Сегодня Дженет снова сказала: «Когда я поеду в пансион, я хочу поехать туда с Мери». (Это ее подруга.)

Я объяснила ей, что нам придется уехать из этой большой квартиры, подыскать квартиру поменьше и что мне надо будет найти себе работу. Хотя особой спешки нет. Одна кинокомпания, и это происходит уже в третий раз, покупает права на «Границы войны», но это ничем не кончится. Ну, во всяком случае, я так надеюсь. Я бы не продала им права, если бы верила, что они снимут фильм. На эти деньги мы сможем прожить, без излишеств, даже если отправить Дженет учиться в пансион.

Я занялась изучением положения дел в педоцентрических школах[37].

Рассказала о них Дженет, она заявила:

— Я хочу в обычный пансион.

Я сказала:

— Нет ничего обычного в традиционных английских пансионах для девочек, это явление уникальное, нигде в мире ничего подобного нет.

Она ответила:

— Ты прекрасно знаешь, что я имею в виду. И, кроме того, я хочу учиться вместе с Мери.
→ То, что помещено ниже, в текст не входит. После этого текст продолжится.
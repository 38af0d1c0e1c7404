//! Client and server configuration structures and loading.

use std::path::{Path, PathBuf};

use serde::Deserialize;

use crate::error::{ConfigError, Result};
use crate::jsonc::strip_comments;

/// The `log` field accepts `false` (disabled) or a string destination.
/// A missing or `null` field also disables logging.
#[derive(Debug, Clone, Deserialize, PartialEq, Eq)]
#[serde(untagged)]
pub enum LogValue {
    Flag(bool),
    Destination(String),
}

/// Client configuration.
#[derive(Debug, Clone, Deserialize)]
#[serde(rename_all = "camelCase")]
pub struct ClientConfig {
    #[serde(default)]
    pub log: Option<LogValue>,
    pub address: String,
    pub auth_secret: String,
}

/// Server configuration.
#[derive(Debug, Clone, Deserialize)]
#[serde(rename_all = "camelCase")]
pub struct ServerConfig {
    #[serde(default)]
    pub log: Option<LogValue>,
    pub address: String,
    pub auth_secret: String,
    pub ffmpeg_path: PathBuf,
    /// `[from, to]` pairs applied in order to every argument.
    #[serde(default)]
    pub rewrites: Vec<(String, String)>,
    /// Mirror subprocess output chunks into the server log.
    #[serde(default)]
    pub debug: bool,
}

fn load_from_path<T: serde::de::DeserializeOwned>(path: &Path) -> Result<T> {
    let content = std::fs::read(path).map_err(|source| ConfigError::Read {
        path: path.to_path_buf(),
        source,
    })?;
    let stripped = strip_comments(&content);
    serde_json::from_slice(&stripped).map_err(|source| ConfigError::Parse {
        path: path.to_path_buf(),
        source,
    })
}

fn load_first<T: serde::de::DeserializeOwned>(paths: &[PathBuf]) -> Result<(T, PathBuf)> {
    for path in paths {
        match load_from_path(path) {
            Ok(config) => return Ok((config, path.clone())),
            Err(ConfigError::Read { source, .. })
                if source.kind() == std::io::ErrorKind::NotFound => {}
            Err(e) => return Err(e),
        }
    }
    Err(ConfigError::NotFound(paths.len()))
}

/// Load the client configuration from the first path that exists.
///
/// Missing files are skipped; any other failure (unreadable file, parse
/// error) aborts the search.
pub fn load_client_config(paths: &[PathBuf]) -> Result<(ClientConfig, PathBuf)> {
    load_first(paths)
}

/// Load the server configuration from the first path that exists.
pub fn load_server_config(paths: &[PathBuf]) -> Result<(ServerConfig, PathBuf)> {
    load_first(paths)
}

#[cfg(test)]
mod tests {
    use super::*;

    fn write_config(dir: &tempfile::TempDir, name: &str, content: &str) -> PathBuf {
        let path = dir.path().join(name);
        std::fs::write(&path, content).unwrap();
        path
    }

    #[test]
    fn test_load_client_config_with_comments() {
        let dir = tempfile::tempdir().unwrap();
        let path = write_config(
            &dir,
            "ffremote.client.jsonc",
            r#"{
  // where the server lives
  "log": false,
  "address": "127.0.0.1:5050",
  "authSecret": "secret" /* keep this private */
}"#,
        );

        let (config, loaded_from) = load_client_config(&[path.clone()]).unwrap();
        assert_eq!(loaded_from, path);
        assert_eq!(config.address, "127.0.0.1:5050");
        assert_eq!(config.auth_secret, "secret");
        assert_eq!(config.log, Some(LogValue::Flag(false)));
    }

    #[test]
    fn test_load_server_config_full() {
        let dir = tempfile::tempdir().unwrap();
        let path = write_config(
            &dir,
            "ffremote.server.jsonc",
            r#"{
  "log": "stderr",
  "address": "/tmp/ffremote.sock",
  "authSecret": "secret",
  "ffmpegPath": "/usr/bin/ffmpeg",
  "rewrites": [["/mnt/media", "/srv/media"], ["D:\\", "/data/"]],
  "debug": true
}"#,
        );

        let (config, _) = load_server_config(&[path]).unwrap();
        assert_eq!(config.ffmpeg_path, PathBuf::from("/usr/bin/ffmpeg"));
        assert_eq!(config.rewrites.len(), 2);
        assert_eq!(config.rewrites[0].0, "/mnt/media");
        assert!(config.debug);
        assert_eq!(config.log, Some(LogValue::Destination("stderr".into())));
    }

    #[test]
    fn test_server_defaults() {
        let dir = tempfile::tempdir().unwrap();
        let path = write_config(
            &dir,
            "minimal.jsonc",
            r#"{"address": "0.0.0.0:5050", "authSecret": "s", "ffmpegPath": "/usr/bin/ffmpeg"}"#,
        );
        let (config, _) = load_server_config(&[path]).unwrap();
        assert!(config.rewrites.is_empty());
        assert!(!config.debug);
        assert_eq!(config.log, None);
    }

    #[test]
    fn test_missing_files_are_skipped() {
        let dir = tempfile::tempdir().unwrap();
        let missing = dir.path().join("does-not-exist.jsonc");
        let real = write_config(
            &dir,
            "real.jsonc",
            r#"{"address": "a:1", "authSecret": "s"}"#,
        );

        let (_, loaded_from) = load_client_config(&[missing, real.clone()]).unwrap();
        assert_eq!(loaded_from, real);
    }

    #[test]
    fn test_no_config_found() {
        let dir = tempfile::tempdir().unwrap();
        let missing = dir.path().join("nope.jsonc");
        assert!(matches!(
            load_client_config(&[missing]),
            Err(ConfigError::NotFound(1))
        ));
    }

    #[test]
    fn test_parse_error_aborts_search() {
        let dir = tempfile::tempdir().unwrap();
        let broken = write_config(&dir, "broken.jsonc", "{not json");
        let later = write_config(&dir, "later.jsonc", r#"{"address": "a:1", "authSecret": "s"}"#);
        assert!(matches!(
            load_client_config(&[broken, later]),
            Err(ConfigError::Parse { .. })
        ));
    }
}
//! Configuration search paths.

use std::path::PathBuf;

/// Which of the two programs is looking for its config.
#[derive(Debug, Clone, Copy, PartialEq, Eq)]
pub enum ConfigKind {
    Client,
    Server,
}

impl ConfigKind {
    pub fn name(&self) -> &'static str {
        match self {
            Self::Client => "client",
            Self::Server => "server",
        }
    }

    /// Environment variable that overrides the search path entirely.
    pub fn env_var(&self) -> &'static str {
        match self {
            Self::Client => "FFREMOTE_CLIENT_CONFIG",
            Self::Server => "FFREMOTE_SERVER_CONFIG",
        }
    }
}

/// Candidate config locations, in order of preference: the environment
/// override, the working directory, the home directory, the executable's
/// directory, then system-wide paths.
pub fn search_paths(kind: ConfigKind) -> Vec<PathBuf> {
    let name = format!("ffremote.{}.jsonc", kind.name());
    let hidden = format!(".ffremote.{}.jsonc", kind.name());

    let mut paths = Vec::new();

    if let Some(env_path) = std::env::var_os(kind.env_var()) {
        if !env_path.is_empty() {
            paths.push(PathBuf::from(env_path));
        }
    }

    let current_dir = std::env::current_dir().ok();
    if let Some(dir) = &current_dir {
        paths.push(dir.join(&name));
        paths.push(dir.join(&hidden));
    }

    if let Some(home) = std::env::var_os("HOME").filter(|h| !h.is_empty()) {
        let home = PathBuf::from(home);
        paths.push(home.join(&hidden));
        paths.push(home.join(".config").join(&name));
    }

    let exe_dir = std::env::current_exe()
        .ok()
        .and_then(|exe| exe.parent().map(PathBuf::from));
    if let Some(dir) = exe_dir {
        if current_dir.as_ref() != Some(&dir) {
            paths.push(dir.join(&name));
            paths.push(dir.join(&hidden));
        }
    }

    paths.push(PathBuf::from("/etc").join(&name));
    paths.push(PathBuf::from("/usr/local/etc").join(&name));

    paths
}

/// Print the search paths the way `--debug-print-search-paths` reports them.
pub fn print_search_paths(paths: &[PathBuf]) {
    println!("Configuration search paths (in order of preference):");
    for (i, path) in paths.iter().enumerate() {
        println!("{}. {}", i + 1, path.display());
    }
}
//! Lookup structures built once over the deduplicated resource map.
//!
//! Every index stores resource identifiers only and normalizes its query
//! input the same way it normalized its keys. A `limit` stops the scan as
//! soon as enough identifiers have been produced.

pub mod date;
pub mod keyword;
pub mod location;
pub mod provider;
pub mod topic;

pub use date::{CourseSchedule, DateBound, DateIndex};
pub use keyword::{tokenize, KeywordIndex};
pub use location::LocationIndex;
pub use provider::ProviderIndex;
pub use topic::TopicIndex;

/// Trim and case-fold a key or query.
pub fn normalize_key(value: &str) -> String {
    value.trim().to_lowercase()
}

/// Append `uri` unless it is already the bucket's latest entry.
///
/// Builders visit resources one at a time, so a resource can only repeat
/// directly after itself.
fn append_unique(bucket: &mut Vec<String>, uri: &str) {
    if bucket.last().map(String::as_str) != Some(uri) {
        bucket.push(uri.to_string());
    }
}

fn take_limited(uris: Option<&Vec<String>>, limit: Option<usize>) -> Vec<String> {
    let Some(uris) = uris else {
        return Vec::new();
    };
    uris.iter()
        .take(limit.unwrap_or(usize::MAX))
        .cloned()
        .collect()
}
Дженет уезжает через несколько дней. Сегодня позвонила Молли и сказала, что один американец ищет комнату. Я ответила, что не хочу сдавать комнаты. Она сказала:

— Но ты остаешься в этой огромной квартире совершенно одна, ты можешь с ним вообще не видеться.

Я стала упираться, и тогда она заявила:

— Что ж, я думаю, это просто антисоциально. Анна, что с тобой случилось?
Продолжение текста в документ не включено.